# graco 395 fine finish



## bay area contractor (Sep 19, 2009)

I just purchased a graco 395 air assisted sprayer for lacquer work. I'm getting a little build up on the air cap. Am I using too much pressure, too much air, holding the gun too close? Using a pre-cat lacquer reduced with about 15% reducer.

Using a 210 reversable fine finish tip. Tryed adjusting pressure and air, less air results in less build up, but I still get it. Have cleaned the air cap numerous times with a toothbrush and toothpicks. Gun is about 8-10 inches from the surface. 

Any advice? Thanks.


----------



## DeanV (Apr 18, 2007)

I do not have one, but was told by my supplier that if I get one to get an extra air cap and swap it out as that happens. Keep one air cap in lacquer thinner so it is ready to go when the one on the gun gets build up.


----------



## bay area contractor (Sep 19, 2009)

*fine finish*



DeanV said:


> I do not have one, but was told by my supplier that if I get one to get an extra air cap and swap it out as that happens. Keep one air cap in lacquer thinner so it is ready to go when the one on the gun gets build up.

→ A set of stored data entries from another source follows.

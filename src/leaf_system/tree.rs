//! BSP leaf enumeration for a renderable's bloated AABB, and the deferred
//! list a worker thread hands back to the main thread when enumeration
//! happens off the main thread.
//!
//! Grounded on `InsertIntoTree`/`EnumerateLeaf` and the
//! `CTSList<EnumResultList_t> m_DeferredInserts` member in the original.
//! The original builds a singly-linked list of `EnumResult_t` nodes per
//! call and pushes the whole list onto a lock-free stack; this translation
//! collects a `Vec<usize>` instead (no reason to hand-roll a linked list in
//! Rust) and pushes that onto a `crossbeam_queue::SegQueue`.

use crate::external::BspQuery;
use crate::handle::RenderHandle;
use cgmath::Vector3;

/// One renderable's freshly-enumerated leaf list, queued by a worker thread
/// for the main thread to drain and attach serially.
pub struct DeferredInsert {
    pub handle: RenderHandle,
    pub leaves: Vec<usize>,
}

/// Enumerate every leaf intersecting `[min, max]`. Used both for immediate
/// (main-thread) attachment and for the parallel re-insertion path, where
/// the caller defers attachment instead of doing it inline.
pub fn collect_leaves_in_box(bsp: &dyn BspQuery, min: Vector3<f32>, max: Vector3<f32>) -> Vec<usize> {
    let mut leaves = Vec::new();
    bsp.enumerate_leaves_in_box(min, max, &mut |leaf| leaves.push(leaf));
    leaves
}

#[cfg(test)]
mod tests {
    use super::*;

    struct FixedLeaves(Vec<usize>);

    impl BspQuery for FixedLeaves {
        fn enumerate_leaves_in_box(&self, _min: Vector3<f32>, _max: Vector3<f32>, visit: &mut dyn FnMut(usize)) {
            for &leaf in &self.0 {
                visit(leaf);
            }
        }
    }

    #[test]
    fn collects_in_visitor_order() {
        let bsp = FixedLeaves(vec![3, 5, 7]);
        let leaves = collect_leaves_in_box(&bsp, Vector3::new(0.0, 0.0, 0.0), Vector3::new(1.0, 1.0, 1.0));
        assert_eq!(leaves, vec![3, 5, 7]);
    }
}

Thanks. But according to the manual the air cap should not be soaked in lacquer thinner. 
Seems odd to me also. But why is there build up, that's my question


----------



## racin16car (Feb 27, 2009)

might be moving the gun too quickly across the material


----------



## TilmaPainting (Mar 22, 2009)

DeanV said:


> I do not have one, but was told by my supplier that if I get one to get an extra air cap and swap it out as that happens. Keep one air cap in lacquer thinner so it is ready to go when the one on the gun gets build up.


 
I was using one for about 8 months... Graco rep said the same soak a tip and switch them constantly. Build up is normal. Ideally the air needs to come from behind like the HVLP, not the side. Using the Air Assist is good for doing spindles, railings, and baseboard ect. ,but it creates a sharp line on your fan edge when spaying larger sufaces. Found I rarely used it because of this, it's better to have the paint feather out.


----------